== Entries provided ==
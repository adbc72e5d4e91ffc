//! # hashsession Redis
//!
//! Redis client integration used by the hashsession store.
//!
//! ## Features
//!
//! - **Connection Pooling**: Efficient connection management with bb8
//! - **Hash Commands**: `HGETALL` with raw byte values and `EXPIRE`
//! - **Atomic Pipelines**: `MULTI`/`EXEC` execution of queued commands
//!
//! ## Quick Start
//!
//! ```rust,ignore
//! use hashsession_redis::{RedisConfig, RedisService};
//! use std::time::Duration;
//!
//! #[tokio::main]
//! async fn main() -> Result<(), Box<dyn std::error::Error>> {
//!     let config = RedisConfig::builder()
//!         .url("redis://localhost:6379")
//!         .pool_size(10)
//!         .build();
//!
//!     let redis = RedisService::new(config).await?;
//!
//!     let fields = redis.hgetall_bytes("session-key").await?;
//!     redis.expire("session-key", Duration::from_secs(3600)).await?;
//!
//!     let mut pipe = hashsession_redis::redis::pipe();
//!     pipe.hset_multiple("session-key", &[("counter", b"1".to_vec())]).ignore();
//!     redis.exec_atomic(pipe).await?;
//!
//!     Ok(())
//! }
//! ```

mod config;
mod error;
mod pool;
mod service;

pub use config::{RedisConfig, RedisConfigBuilder};
pub use error::{RedisError, Result};
pub use pool::{RedisConnection, RedisPool, RedisPoolBuilder};
pub use service::{PoolStats, RedisService};

// Re-export redis crate for convenience
pub use redis;

/// Prelude for common imports.
///
/// ```
/// use hashsession_redis::prelude::*;
/// ```
pub mod prelude {
    pub use crate::config::{RedisConfig, RedisConfigBuilder};
    pub use crate::error::{RedisError, Result};
    pub use crate::pool::{RedisConnection, RedisPool};
    pub use crate::service::RedisService;
}
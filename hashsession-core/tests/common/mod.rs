//! Shared helpers for integration tests.

#![allow(dead_code)]

use async_trait::async_trait;
use hashsession_core::{
    CommandTracer, HashStore, HashTransaction, MemoryHashStore, SessionError, SessionResult,
    TracerFactory,
};
use parking_lot::Mutex;
use std::collections::HashMap;
use std::sync::Arc;
use std::sync::atomic::{AtomicBool, Ordering};
use std::time::Duration;

/// Store recording every transaction on top of a [`MemoryHashStore`].
pub struct RecordingStore {
    inner: MemoryHashStore,
    transactions: Mutex<Vec<HashTransaction>>,
    fail_reads: AtomicBool,
    fail_expire: AtomicBool,
    fail_execute: AtomicBool,
}

impl RecordingStore {
    pub fn new(name: &str) -> Arc<Self> {
        Arc::new(Self {
            inner: MemoryHashStore::new(name),
            transactions: Mutex::new(Vec::new()),
            fail_reads: AtomicBool::new(false),
            fail_expire: AtomicBool::new(false),
            fail_execute: AtomicBool::new(false),
        })
    }

    pub fn memory(&self) -> &MemoryHashStore {
        &self.inner
    }

    pub fn transactions(&self) -> Vec<HashTransaction> {
        self.transactions.lock().clone()
    }

    pub fn remote_calls(&self) -> u64 {
        self.inner.stats().total_calls()
    }

    pub fn fail_reads(&self, fail: bool) {
        self.fail_reads.store(fail, Ordering::SeqCst);
    }

    pub fn fail_expire(&self, fail: bool) {
        self.fail_expire.store(fail, Ordering::SeqCst);
    }

    pub fn fail_execute(&self, fail: bool) {
        self.fail_execute.store(fail, Ordering::SeqCst);
    }
}

#[async_trait]
impl HashStore for RecordingStore {
    fn name(&self) -> String {
        self.inner.name()
    }

    async fn hash_get_all(&self, key: &str) -> SessionResult<HashMap<String, Vec<u8>>> {
        if self.fail_reads.load(Ordering::SeqCst) {
            return Err(SessionError::Connection("read refused".into()));
        }
        self.inner.hash_get_all(key).await
    }

    async fn expire(&self, key: &str, ttl: Duration) -> SessionResult<bool> {
        if self.fail_expire.load(Ordering::SeqCst) {
            return Err(SessionError::Store("expire refused".into()));
        }
        self.inner.expire(key, ttl).await
    }

    async fn execute(&self, transaction: HashTransaction) -> SessionResult<()> {
        self.transactions.lock().push(transaction.clone());
        if self.fail_execute.load(Ordering::SeqCst) {
            return Err(SessionError::Store("EXECABORT".into()));
        }
        self.inner.execute(transaction).await
    }
}

/// Tracer appending `start:<command>` and `finish:<ok|err>` to a shared list.
pub struct EventTracer(Arc<Mutex<Vec<String>>>);

impl CommandTracer for EventTracer {
    fn command_start(&mut self, _target: &str, command: &str, _key: &str) {
        self.0.lock().push(format!("start:{command}"));
    }

    fn command_finish(&mut self, error: Option<&SessionError>) {
        let outcome = if error.is_some() { "err" } else { "ok" };
        self.0.lock().push(format!("finish:{outcome}"));
    }
}

pub fn event_tracer() -> (TracerFactory, Arc<Mutex<Vec<String>>>) {
    let events = Arc::new(Mutex::new(Vec::new()));
    let shared = events.clone();
    let factory: TracerFactory =
        Arc::new(move || Box::new(EventTracer(shared.clone())) as Box<dyn CommandTracer>);
    (factory, events)
}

== What to produce ==
What is needed is an exact copy of every entry.

== Reply to the task ==
repository adbc72e5d4e91ffc
//! # hashsession Redis
//!
//! Redis client integration used by the hashsession store.
//!
//! ## Features
//!
//! - **Connection Pooling**: Efficient connection management with bb8
//! - **Hash Commands**: `HGETALL` with raw byte values and `EXPIRE`
//! - **Atomic Pipelines**: `MULTI`/`EXEC` execution of queued commands
//!
//! ## Quick Start
//!
//! ```rust,ignore
//! use hashsession_redis::{RedisConfig, RedisService};
//! use std::time::Duration;
//!
//! #[tokio::main]
//! async fn main() -> Result<(), Box<dyn std::error::Error>> {
//!     let config = RedisConfig::builder()
//!         .url("redis://localhost:6379")
//!         .pool_size(10)
//!         .build();
//!
//!     let redis = RedisService::new(config).await?;
//!
//!     let fields = redis.hgetall_bytes("session-key").await?;
//!     redis.expire("session-key", Duration::from_secs(3600)).await?;
//!
//!     let mut pipe = hashsession_redis::redis::pipe();
//!     pipe.hset_multiple("session-key", &[("counter", b"1".to_vec())]).ignore();
//!     redis.exec_atomic(pipe).await?;
//!
//!     Ok(())
//! }
//! ```

mod config;
mod error;
mod pool;
mod service;

pub use config::{RedisConfig, RedisConfigBuilder};
pub use error::{RedisError, Result};
pub use pool::{RedisConnection, RedisPool, RedisPoolBuilder};
pub use service::{PoolStats, RedisService};

// Re-export redis crate for convenience
pub use redis;

/// Prelude for common imports.
///
/// ```
/// use hashsession_redis::prelude::*;
/// ```
pub mod prelude {
    pub use crate::config::{RedisConfig, RedisConfigBuilder};
    pub use crate::error::{RedisError, Result};
    pub use crate::pool::{RedisConnection, RedisPool};
    pub use crate::service::RedisService;
}
filename hashsession-core/tests/common/mod.rs
//! Shared helpers for integration tests.

#![allow(dead_code)]

use async_trait::async_trait;
use hashsession_core::{
    CommandTracer, HashStore, HashTransaction, MemoryHashStore, SessionError, SessionResult,
    TracerFactory,
};
use parking_lot::Mutex;
use std::collections::HashMap;
use std::sync::Arc;
use std::sync::atomic::{AtomicBool, Ordering};
use std::time::Duration;

/// Store recording every transaction on top of a [`MemoryHashStore`].
pub struct RecordingStore {
    inner: MemoryHashStore,
    transactions: Mutex<Vec<HashTransaction>>,
    fail_reads: AtomicBool,
    fail_expire: AtomicBool,
    fail_execute: AtomicBool,
}

impl RecordingStore {
    pub fn new(name: &str) -> Arc<Self> {
        Arc::new(Self {
            inner: MemoryHashStore::new(name),
            transactions: Mutex::new(Vec::new()),
            fail_reads: AtomicBool::new(false),
            fail_expire: AtomicBool::new(false),
            fail_execute: AtomicBool::new(false),
        })
    }

    pub fn memory(&self) -> &MemoryHashStore {
        &self.inner
    }

    pub fn transactions(&self) -> Vec<HashTransaction> {
        self.transactions.lock().clone()
    }

    pub fn remote_calls(&self) -> u64 {
        self.inner.stats().total_calls()
    }

    pub fn fail_reads(&self, fail: bool) {
        self.fail_reads.store(fail, Ordering::SeqCst);
    }

    pub fn fail_expire(&self, fail: bool) {
        self.fail_expire.store(fail, Ordering::SeqCst);
    }

    pub fn fail_execute(&self, fail: bool) {
        self.fail_execute.store(fail, Ordering::SeqCst);
    }
}

#[async_trait]
impl HashStore for RecordingStore {
    fn name(&self) -> String {
        self.inner.name()
    }

    async fn hash_get_all(&self, key: &str) -> SessionResult<HashMap<String, Vec<u8>>> {
        if self.fail_reads.load(Ordering::SeqCst) {
            return Err(SessionError::Connection("read refused".into()));
        }
        self.inner.hash_get_all(key).await
    }

    async fn expire(&self, key: &str, ttl: Duration) -> SessionResult<bool> {
        if self.fail_expire.load(Ordering::SeqCst) {
            return Err(SessionError::Store("expire refused".into()));
        }
        self.inner.expire(key, ttl).await
    }

    async fn execute(&self, transaction: HashTransaction) -> SessionResult<()> {
        self.transactions.lock().push(transaction.clone());
        if self.fail_execute.load(Ordering::SeqCst) {
            return Err(SessionError::Store("EXECABORT".into()));
        }
        self.inner.execute(transaction).await
    }
}

/// Tracer appending `start:<command>` and `finish:<ok|err>` to a shared list.
pub struct EventTracer(Arc<Mutex<Vec<String>>>);

impl CommandTracer for EventTracer {
    fn command_start(&mut self, _target: &str, command: &str, _key: &str) {
        self.0.lock().push(format!("start:{command}"));
    }

    fn command_finish(&mut self, error: Option<&SessionError>) {
        let outcome = if error.is_some() { "err" } else { "ok" };
        self.0.lock().push(format!("finish:{outcome}"));
    }
}

pub fn event_tracer() -> (TracerFactory, Arc<Mutex<Vec<String>>>) {
    let events = Arc::new(Mutex::new(Vec::new()));
    let shared = events.clone();
    let factory: TracerFactory =
        Arc::new(move || Box::new(EventTracer(shared.clone())) as Box<dyn CommandTracer>);
    (factory, events)
}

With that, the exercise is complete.